* _Input for this task_:
# # #
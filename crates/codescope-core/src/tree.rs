//! Nested file tree built from the flat file list.

use crate::error::{Error, Result};
use crate::file::AnalyzedFile;
use serde::{Deserialize, Serialize};
use std::collections::BTreeMap;

/// A node of the file tree.
#[derive(Debug, Clone, PartialEq, Eq, Serialize, Deserialize)]
#[serde(tag = "type", rename_all = "lowercase")]
pub enum FileTreeNode {
    /// Leaf node
    File { extension: String, size: u64 },
    /// Interior node keyed by child segment
    Directory {
        children: BTreeMap<String, FileTreeNode>,
    },
}

impl FileTreeNode {
    fn empty_directory() -> Self {
        FileTreeNode::Directory {
            children: BTreeMap::new(),
        }
    }

    /// Number of file leaves at or below this node.
    pub fn file_count(&self) -> usize {
        match self {
            FileTreeNode::File { .. } => 1,
            FileTreeNode::Directory { children } => {
                children.values().map(FileTreeNode::file_count).sum()
            }
        }
    }
}

/// The project file tree. Serializes as the top-level mapping.
#[derive(Debug, Clone, Default, PartialEq, Eq, Serialize, Deserialize)]
#[serde(transparent)]
pub struct FileTree {
    root: BTreeMap<String, FileTreeNode>,
}

impl FileTree {
    /// Build the tree from a flat file list.
    ///
    /// Fails with [`Error::TreeConflict`] if one file's path needs a segment
    /// as a directory while another file already occupies it (or the reverse).
    pub fn build(files: &[AnalyzedFile]) -> Result<Self> {
        let mut tree = Self::default();
        for file in files {
            tree.insert(&file.path, &file.extension, file.size)?;
        }
        Ok(tree)
    }

    /// Insert a single file leaf.
    pub fn insert(&mut self, path: &str, extension: &str, size: u64) -> Result<()> {
        let segments: Vec<&str> = path.split('/').filter(|s| !s.is_empty()).collect();
        let Some((leaf, dirs)) = segments.split_last() else {
            return Err(Error::InvalidInput("empty file path".to_string()));
        };

        let mut walked = String::new();
        let mut children = &mut self.root;
        for segment in dirs {
            if !walked.is_empty() {
                walked.push('/');
            }
            walked.push_str(segment);

            let node = children
                .entry((*segment).to_string())
                .or_insert_with(FileTreeNode::empty_directory);
            children = match node {
                FileTreeNode::Directory { children } => children,
                FileTreeNode::File { .. } => return Err(Error::TreeConflict { path: walked }),
            };
        }

        if let Some(FileTreeNode::Directory { .. }) = children.get(*leaf) {
            return Err(Error::TreeConflict {
                path: path.to_string(),
            });
        }

        children.insert(
            (*leaf).to_string(),
            FileTreeNode::File {
                extension: extension.to_string(),
                size,
            },
        );
        Ok(())
    }

    /// Walk the tree by path segments.
    pub fn lookup(&self, path: &str) -> Option<&FileTreeNode> {
        let mut segments = path.split('/').filter(|s| !s.is_empty());
        let mut node = self.root.get(segments.next()?)?;
        for segment in segments {
            node = match node {
                FileTreeNode::Directory { children } => children.get(segment)?,
                FileTreeNode::File { .. } => return None,
            };
        }
        Some(node)
    }

    /// Top-level entries.
    pub fn entries(&self) -> &BTreeMap<String, FileTreeNode> {
        &self.root
    }

    /// Total number of file leaves.
    pub fn file_count(&self) -> usize {
        self.root.values().map(FileTreeNode::file_count).sum()
    }

    pub fn is_empty(&self) -> bool {
        self.root.is_empty()
    }
}
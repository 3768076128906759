#![doc = include_str!("../README.md")]

mod bytes;
mod error;

pub mod decoder;
pub mod message;
pub mod replay;
pub mod sequence;
pub mod stream;
pub mod summary;
pub mod telegram;

pub use decoder::{decode_telegram, Decoded, Decoder};
pub use error::{DecodeError, DecodeErrorKind, Error, Result};
pub use message::{Message, MessageKind, ValidityTime};
pub use summary::Summary;

pub(crate) mod prelude {
    pub(crate) use crate::error::{Error, Result};
}
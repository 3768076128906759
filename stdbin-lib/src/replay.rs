//! Replay of recorded telegram files.
//!
//! A [FileReplay] runs on its own thread with its own [Decoder] and file handle, sending
//! [ReplayEvent]s over a bounded channel at roughly the rate the device produced them.
pub mod framer;

use std::fs::File;
use std::io::BufReader;
use std::path::PathBuf;
use std::sync::atomic::{AtomicBool, Ordering};
use std::sync::Arc;
use std::thread::{self, JoinHandle};
use std::time::Duration;

use crossbeam::channel::{bounded, Receiver, Sender};
use tracing::{debug, error, info, span, Level};
use typed_builder::TypedBuilder;

use crate::decoder::{Decoded, Decoder};
use crate::prelude::*;
pub use framer::{Framer, FramerEvent, Telegram, DEFAULT_MAX_MESSAGE_SIZE, MIN_MESSAGE_SIZE};

/// Interval between polls of the pause flag while paused.
pub const PAUSE_POLL_INTERVAL: Duration = Duration::from_millis(10);

/// Non-message events from a replay.
#[derive(Debug)]
pub enum StatusEvent {
    Started { path: PathBuf },
    /// Replay reached the end of the file.
    NoFurtherData,
    /// Replay was stopped before the end of the file.
    Stopped,
    /// A problem framing or reading the file. [Error::Io] errors end the replay.
    Error(Error),
    Finished { messages: usize },
}

#[derive(Debug)]
pub enum ReplayEvent {
    Message(Box<Decoded>),
    Status(StatusEvent),
}

/// Replays a recorded telegram file.
///
/// # Example
/// ```no_run
/// use stdbin::replay::{FileReplay, ReplayEvent};
///
/// let handle = FileReplay::builder()
///     .path("nav.bin")
///     .speedup(4)
///     .build()
///     .spawn()
///     .unwrap();
/// for event in handle.events().iter() {
///     if let ReplayEvent::Message(decoded) = event {
///         println!("{}", decoded.message);
///     }
/// }
/// handle.join();
/// ```
#[derive(TypedBuilder, Debug, Clone)]
pub struct FileReplay {
    #[builder(setter(into))]
    path: PathBuf,
    /// Divides the delay between messages.
    #[builder(default = 1)]
    speedup: u32,
    /// Upper bound on the bytes read for one telegram; larger declared sizes are clamped.
    #[builder(default = DEFAULT_MAX_MESSAGE_SIZE)]
    max_message_size: usize,
    /// Delay between messages at a speedup of 1. The device produces telegrams at 200Hz.
    #[builder(default = Duration::from_millis(5))]
    base_interval: Duration,
    /// Number of events that may be waiting to be received before the replay blocks.
    #[builder(default = 1024)]
    buffer_size: usize,
}

impl FileReplay {
    /// Delay inserted after each message.
    #[must_use]
    pub fn interval(&self) -> Duration {
        self.base_interval / self.speedup.max(1)
    }

    /// Start the replay on a background thread.
    ///
    /// # Errors
    /// [Error::Config] if `speedup` is 0 or `max_message_size` cannot hold a telegram,
    /// [Error::Io] if the thread could not be started. Problems with the file itself are
    /// reported as [StatusEvent::Error]s.
    pub fn spawn(self) -> Result<ReplayHandle> {
        if self.speedup == 0 {
            return Err(Error::Config("speedup must be at least 1".to_string()));
        }
        if self.max_message_size < MIN_MESSAGE_SIZE {
            return Err(Error::Config(format!(
                "max message size must be at least {MIN_MESSAGE_SIZE}"
            )));
        }

        let (tx, rx) = bounded(self.buffer_size.max(1));
        let paused = Arc::new(AtomicBool::new(false));
        let stopped = Arc::new(AtomicBool::new(false));

        let flags = (paused.clone(), stopped.clone());
        let handle = thread::Builder::new()
            .name("stdbin_replay".into())
            .spawn(move || self.run(&tx, &flags.0, &flags.1))?;

        Ok(ReplayHandle {
            events: rx,
            paused,
            stopped,
            handle: Some(handle),
        })
    }

    fn run(self, tx: &Sender<ReplayEvent>, paused: &AtomicBool, stopped: &AtomicBool) {
        let span = span!(Level::DEBUG, "replay", path = %self.path.display());
        let _guard = span.enter();

        let file = match File::open(&self.path) {
            Ok(f) => f,
            Err(err) => {
                error!("failed to open: {err}");
                send(tx, ReplayEvent::Status(StatusEvent::Error(Error::Io(err))));
                return;
            }
        };
        info!(speedup = self.speedup, "replay started");
        if !send(
            tx,
            ReplayEvent::Status(StatusEvent::Started {
                path: self.path.clone(),
            }),
        ) {
            return;
        }

        let interval = self.interval();
        let mut framer = Framer::new(BufReader::new(file), self.max_message_size);
        let mut decoder = Decoder::new();
        let mut messages = 0usize;

        loop {
            while paused.load(Ordering::Relaxed) && !stopped.load(Ordering::Relaxed) {
                thread::sleep(PAUSE_POLL_INTERVAL);
            }
            if stopped.load(Ordering::Relaxed) {
                info!(messages, "replay stopped");
                send(tx, ReplayEvent::Status(StatusEvent::Stopped));
                break;
            }

            let event = match framer.next_event() {
                FramerEvent::Telegram(telegram) => {
                    let decoded = decoder.decode(&telegram.data);
                    messages += 1;
                    ReplayEvent::Message(Box::new(decoded))
                }
                FramerEvent::Error(err) => {
                    debug!("framing error: {err}");
                    ReplayEvent::Status(StatusEvent::Error(err))
                }
                FramerEvent::NoFurtherData => {
                    info!(messages, skipped = framer.bytes_skipped, "no further data");
                    send(tx, ReplayEvent::Status(StatusEvent::NoFurtherData));
                    break;
                }
            };
            let is_message = matches!(event, ReplayEvent::Message(_));
            if !send(tx, event) {
                return;
            }
            if is_message && !interval.is_zero() {
                thread::sleep(interval);
            }
        }

        send(tx, ReplayEvent::Status(StatusEvent::Finished { messages }));
    }
}

/// Returns false if the receiver has gone away.
fn send(tx: &Sender<ReplayEvent>, event: ReplayEvent) -> bool {
    if tx.send(event).is_err() {
        debug!("replay receiver dropped; exiting");
        return false;
    }
    true
}

/// Controls a running [FileReplay].
///
/// Dropping the handle stops the replay.
pub struct ReplayHandle {
    events: Receiver<ReplayEvent>,
    paused: Arc<AtomicBool>,
    stopped: Arc<AtomicBool>,
    handle: Option<JoinHandle<()>>,
}

impl ReplayHandle {
    /// Receiver for replay events. The channel is disconnected once the replay ends.
    #[must_use]
    pub fn events(&self) -> &Receiver<ReplayEvent> {
        &self.events
    }

    /// Suspend the replay between messages.
    pub fn pause(&self) {
        self.paused.store(true, Ordering::Relaxed);
    }

    pub fn resume(&self) {
        self.paused.store(false, Ordering::Relaxed);
    }

    #[must_use]
    pub fn is_paused(&self) -> bool {
        self.paused.load(Ordering::Relaxed)
    }

    /// Ask the replay to stop at its next poll point. Messages already sent remain
    /// available from [ReplayHandle::events].
    pub fn stop(&self) {
        self.stopped.store(true, Ordering::Relaxed);
    }

    #[must_use]
    pub fn is_finished(&self) -> bool {
        self.handle.as_ref().map_or(true, JoinHandle::is_finished)
    }

    /// Wait for the replay thread to exit.
    ///
    /// If the replay was stopped, events not yet received are discarded so a replay
    /// blocked on a full channel can finish. Otherwise events are left for the receiver,
    /// or any clone of it, and this blocks until the replay reaches the end of the file;
    /// something must keep receiving for that to happen.
    pub fn join(mut self) {
        if self.stopped.load(Ordering::Relaxed) {
            self.finish();
        } else if let Some(handle) = self.handle.take() {
            if handle.join().is_err() {
                error!("replay thread panicked");
            }
        }
    }

    /// Join the replay thread, discarding undelivered events.
    fn finish(&mut self) {
        let Some(handle) = self.handle.take() else {
            return;
        };
        while !handle.is_finished() {
            // Unblock a sender waiting on a full channel
            if self.events.try_recv().is_err() {
                thread::sleep(Duration::from_millis(1));
            }
        }
        if handle.join().is_err() {
            error!("replay thread panicked");
        }
    }
}

impl Drop for ReplayHandle {
    fn drop(&mut self) {
        self.stop();
        self.resume();
        self.finish();
    }
}
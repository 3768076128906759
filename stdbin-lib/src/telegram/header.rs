use super::cursor::ByteCursor;
use crate::error::DecodeError;
use crate::message::{MessageKind, ValidityTime};

/// Marker at the start of every navigation output telegram.
pub const SYNC_MARKER: [u8; 2] = *b"IX";

/// Bytes consumed by the marker and protocol version byte.
pub const PREFIX_LEN: usize = 3;

/// Protocol version 2 header; has no extended navigation bitmask.
#[derive(Debug, Clone, Copy, PartialEq, Eq)]
pub struct HeaderV2 {
    pub nav_block_mask: u32,
    pub external_block_mask: u32,
    pub total_telegram_size: u16,
    pub validity_time: ValidityTime,
    pub counter: u32,
}

#[derive(Debug, Clone, Copy, PartialEq, Eq)]
pub struct HeaderV3 {
    pub nav_block_mask: u32,
    pub extended_nav_block_mask: u32,
    pub external_block_mask: u32,
    pub total_telegram_size: u16,
    pub validity_time: ValidityTime,
    pub counter: u32,
}

/// Protocol version 5 header, the only version currently produced by devices.
#[derive(Debug, Clone, Copy, PartialEq, Eq)]
pub struct HeaderV5 {
    pub nav_block_mask: u32,
    pub extended_nav_block_mask: u32,
    pub external_block_mask: u32,
    pub navigation_data_size: u16,
    pub total_telegram_size: u16,
    pub validity_time: ValidityTime,
    pub counter: u32,
}

/// Navigation output telegram header.
///
/// Each protocol version has its own layout, and each variant only carries the fields
/// its layout has. Use the accessors to get at the common fields regardless of version.
#[derive(Debug, Clone, Copy, PartialEq, Eq)]
pub enum Header {
    V2(HeaderV2),
    V3(HeaderV3),
    V5(HeaderV5),
}

impl HeaderV2 {
    pub const LEN: usize = PREFIX_LEN + 18;

    fn decode(cur: &mut ByteCursor) -> Result<Self, DecodeError> {
        Ok(Self {
            nav_block_mask: cur.read_u32()?,
            external_block_mask: cur.read_u32()?,
            total_telegram_size: cur.read_u16()?,
            validity_time: ValidityTime(cur.read_u32()?),
            counter: cur.read_u32()?,
        })
    }
}

impl HeaderV3 {
    pub const LEN: usize = PREFIX_LEN + 22;

    fn decode(cur: &mut ByteCursor) -> Result<Self, DecodeError> {
        Ok(Self {
            nav_block_mask: cur.read_u32()?,
            extended_nav_block_mask: cur.read_u32()?,
            external_block_mask: cur.read_u32()?,
            total_telegram_size: cur.read_u16()?,
            validity_time: ValidityTime(cur.read_u32()?),
            counter: cur.read_u32()?,
        })
    }
}

impl HeaderV5 {
    pub const LEN: usize = PREFIX_LEN + 24;
    /// Offset from the start of the telegram to the total telegram size field.
    pub const TOTAL_SIZE_OFFSET: usize = 17;

    fn decode(cur: &mut ByteCursor) -> Result<Self, DecodeError> {
        Ok(Self {
            nav_block_mask: cur.read_u32()?,
            extended_nav_block_mask: cur.read_u32()?,
            external_block_mask: cur.read_u32()?,
            navigation_data_size: cur.read_u16()?,
            total_telegram_size: cur.read_u16()?,
            validity_time: ValidityTime(cur.read_u32()?),
            counter: cur.read_u32()?,
        })
    }
}

impl Header {
    /// Parse a header from the current cursor position.
    ///
    /// The 2-byte marker decides the [MessageKind]. Only navigation output (`IX`) is
    /// parsed further; the other known kinds are rejected after the version byte has
    /// been read, and anything else means the cursor is not at a telegram boundary.
    ///
    /// # Errors
    /// * [DecodeError::NotSynchronized] if the marker is not a known kind. Nothing is
    ///   consumed in this case.
    /// * [DecodeError::UnsupportedMessageKind] for `CM` and `AN` telegrams.
    /// * [DecodeError::UnknownProtocolVersion] for versions other than 2, 3 and 5.
    /// * [DecodeError::ShortRead] if the buffer ends inside the header.
    pub fn parse(cur: &mut ByteCursor) -> Result<Self, DecodeError> {
        let start = cur.clone();
        let marker: [u8; 2] = match cur.read_bytes(2) {
            Ok(b) => [b[0], b[1]],
            Err(_) => return Err(DecodeError::NotSynchronized),
        };
        let kind = MessageKind::from_marker(marker);
        if kind == MessageKind::Unknown {
            *cur = start;
            return Err(DecodeError::NotSynchronized);
        }
        let version = cur.read_u8()?;
        if kind != MessageKind::OutputNav {
            return Err(DecodeError::UnsupportedMessageKind(kind));
        }

        match version {
            2 => Ok(Self::V2(HeaderV2::decode(cur)?)),
            3 => Ok(Self::V3(HeaderV3::decode(cur)?)),
            5 => Ok(Self::V5(HeaderV5::decode(cur)?)),
            v => Err(DecodeError::UnknownProtocolVersion(v)),
        }
    }

    #[must_use]
    pub fn version(&self) -> u8 {
        match self {
            Self::V2(_) => 2,
            Self::V3(_) => 3,
            Self::V5(_) => 5,
        }
    }

    /// Length of this header on the wire, including the marker and version.
    #[must_use]
    pub fn wire_len(&self) -> usize {
        match self {
            Self::V2(_) => HeaderV2::LEN,
            Self::V3(_) => HeaderV3::LEN,
            Self::V5(_) => HeaderV5::LEN,
        }
    }

    #[must_use]
    pub fn nav_block_mask(&self) -> u32 {
        match self {
            Self::V2(h) => h.nav_block_mask,
            Self::V3(h) => h.nav_block_mask,
            Self::V5(h) => h.nav_block_mask,
        }
    }

    /// Extended navigation bitmask; always 0 for v2.
    #[must_use]
    pub fn extended_nav_block_mask(&self) -> u32 {
        match self {
            Self::V2(_) => 0,
            Self::V3(h) => h.extended_nav_block_mask,
            Self::V5(h) => h.extended_nav_block_mask,
        }
    }

    #[must_use]
    pub fn external_block_mask(&self) -> u32 {
        match self {
            Self::V2(h) => h.external_block_mask,
            Self::V3(h) => h.external_block_mask,
            Self::V5(h) => h.external_block_mask,
        }
    }

    /// Navigation data size; only v5 carries one.
    #[must_use]
    pub fn navigation_data_size(&self) -> Option<u16> {
        match self {
            Self::V5(h) => Some(h.navigation_data_size),
            _ => None,
        }
    }

    #[must_use]
    pub fn total_telegram_size(&self) -> u16 {
        match self {
            Self::V2(h) => h.total_telegram_size,
            Self::V3(h) => h.total_telegram_size,
            Self::V5(h) => h.total_telegram_size,
        }
    }

    #[must_use]
    pub fn validity_time(&self) -> ValidityTime {
        match self {
            Self::V2(h) => h.validity_time,
            Self::V3(h) => h.validity_time,
            Self::V5(h) => h.validity_time,
        }
    }

    #[must_use]
    pub fn counter(&self) -> u32 {
        match self {
            Self::V2(h) => h.counter,
            Self::V3(h) => h.counter,
            Self::V5(h) => h.counter,
        }
    }
}
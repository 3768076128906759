//! Reassembly of telegrams from an arbitrarily chunked byte stream.
use std::sync::{Mutex, PoisonError};

use tracing::{debug, trace, warn};
use typed_builder::TypedBuilder;

use crate::decoder::{Decoded, Decoder};
use crate::prelude::*;

/// Result of pushing a chunk into a [StreamReassembler].
#[derive(Debug, Default)]
pub struct PushOutcome {
    /// Messages decoded, in stream order, valid or not, including one
    /// [NotSynchronized](crate::DecodeError::NotSynchronized) message per skipped byte.
    pub decoded: Vec<Decoded>,
    /// Set when the retry budget ran out; the unread bytes were discarded.
    pub error: Option<Error>,
}

impl PushOutcome {
    #[must_use]
    pub fn is_ok(&self) -> bool {
        self.error.is_none()
    }
}

/// Decodes telegrams from a byte stream delivered in chunks of any size.
///
/// A chunk may contain zero, one or many telegrams, and a telegram may span chunks.
/// Bytes not yet decoded are kept until the next [push](Self::push). When the data at
/// the read offset is not a telegram the offset advances one byte at a time until the
/// next sync marker. Every decode is emitted except one waiting for the rest of its
/// telegram, so each skipped byte yields a [DecodeError::NotSynchronized] message. Every
/// decode that does not produce a valid message counts against `max_attempts`, per push.
///
/// [DecodeError::NotSynchronized]: crate::DecodeError::NotSynchronized
///
/// # Example
/// ```
/// use stdbin::stream::StreamReassembler;
///
/// let mut stream = StreamReassembler::builder().build();
/// let outcome = stream.push(&[0u8; 350]);
/// assert!(outcome.decoded.iter().all(|d| !d.message.valid));
/// ```
#[derive(TypedBuilder, Debug)]
pub struct StreamReassembler {
    /// Decoding is only attempted while at least this many unread bytes are buffered.
    #[builder(default = 300)]
    min_telegram_size: usize,
    /// Decode attempts allowed per push without producing a valid message.
    #[builder(default = 393)]
    max_attempts: usize,
    #[builder(default, setter(skip))]
    buf: Vec<u8>,
    /// Offset of the first unread byte in `buf`
    #[builder(default, setter(skip))]
    offset: usize,
    #[builder(default, setter(skip))]
    decoder: Decoder,
    #[builder(default, setter(skip))]
    bytes_skipped: usize,
}

impl Default for StreamReassembler {
    fn default() -> Self {
        Self::builder().build()
    }
}

impl StreamReassembler {
    /// Number of buffered bytes not yet decoded.
    #[must_use]
    pub fn unread(&self) -> usize {
        self.buf.len() - self.offset
    }

    /// Total bytes skipped while resynchronizing.
    #[must_use]
    pub fn bytes_skipped(&self) -> usize {
        self.bytes_skipped
    }

    /// Add `chunk` to the stream and decode as many telegrams as possible.
    pub fn push(&mut self, chunk: &[u8]) -> PushOutcome {
        self.compact();
        self.buf.extend_from_slice(chunk);
        self.decode_available(self.min_telegram_size.max(1), false)
    }

    /// Decode whatever is buffered, regardless of the minimum telegram size. A trailing
    /// incomplete telegram is emitted as an invalid message and the buffer is emptied.
    pub fn flush(&mut self) -> PushOutcome {
        let outcome = self.decode_available(1, true);
        self.clear();
        outcome
    }

    /// Discard all buffered bytes.
    pub fn clear(&mut self) {
        self.buf.clear();
        self.offset = 0;
    }

    fn compact(&mut self) {
        if self.offset > 0 {
            self.buf.drain(..self.offset);
            self.offset = 0;
        }
    }

    fn decode_available(&mut self, min_size: usize, flushing: bool) -> PushOutcome {
        let mut outcome = PushOutcome::default();
        let mut attempts = 0;
        let mut skipped = 0;

        while self.unread() >= min_size {
            if attempts >= self.max_attempts {
                warn!(
                    attempts,
                    discarded = self.unread(),
                    "retry budget exhausted; discarding buffered bytes"
                );
                self.clear();
                outcome.error = Some(Error::RetryBudgetExhausted { attempts });
                break;
            }

            let decoded = self.decoder.decode(&self.buf[self.offset..]);
            if decoded.consumed == 0 {
                attempts += 1;
                skipped += 1;
                self.offset += 1;
                outcome.decoded.push(decoded);
                continue;
            }
            if decoded.is_incomplete() && !flushing {
                trace!(
                    unread = self.unread(),
                    shortfall = decoded.message.shortfall(),
                    "waiting for rest of telegram"
                );
                break;
            }
            if !decoded.message.valid {
                attempts += 1;
            }
            self.offset += decoded.consumed;
            outcome.decoded.push(decoded);
        }

        if skipped > 0 {
            debug!(skipped, "skipped bytes resynchronizing");
            self.bytes_skipped += skipped;
        }
        outcome
    }
}

/// A [StreamReassembler] shared with a transport callback.
///
/// Each chunk is buffered and decoded under a single lock, so chunks from concurrent
/// callers never interleave.
#[derive(Debug, Default)]
pub struct LiveStream {
    inner: Mutex<StreamReassembler>,
}

impl LiveStream {
    #[must_use]
    pub fn new(reassembler: StreamReassembler) -> Self {
        Self {
            inner: Mutex::new(reassembler),
        }
    }

    /// Hand newly received bytes to the stream.
    pub fn on_data(&self, chunk: &[u8]) -> PushOutcome {
        self.inner
            .lock()
            .unwrap_or_else(PoisonError::into_inner)
            .push(chunk)
    }

    pub fn flush(&self) -> PushOutcome {
        self.inner
            .lock()
            .unwrap_or_else(PoisonError::into_inner)
            .flush()
    }

    #[must_use]
    pub fn into_inner(self) -> StreamReassembler {
        self.inner.into_inner().unwrap_or_else(PoisonError::into_inner)
    }
}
# # #
* _Task item_: Read through the lines above and collect those that contain the string "many".

* _Exercise response_:
/// A chunk may contain zero, one or many telegrams, and a telegram may span chunks.
    /// Decoding is only attempted while at least this many unread bytes are buffered.
    /// Add `chunk` to the stream and decode as many telegrams as possible.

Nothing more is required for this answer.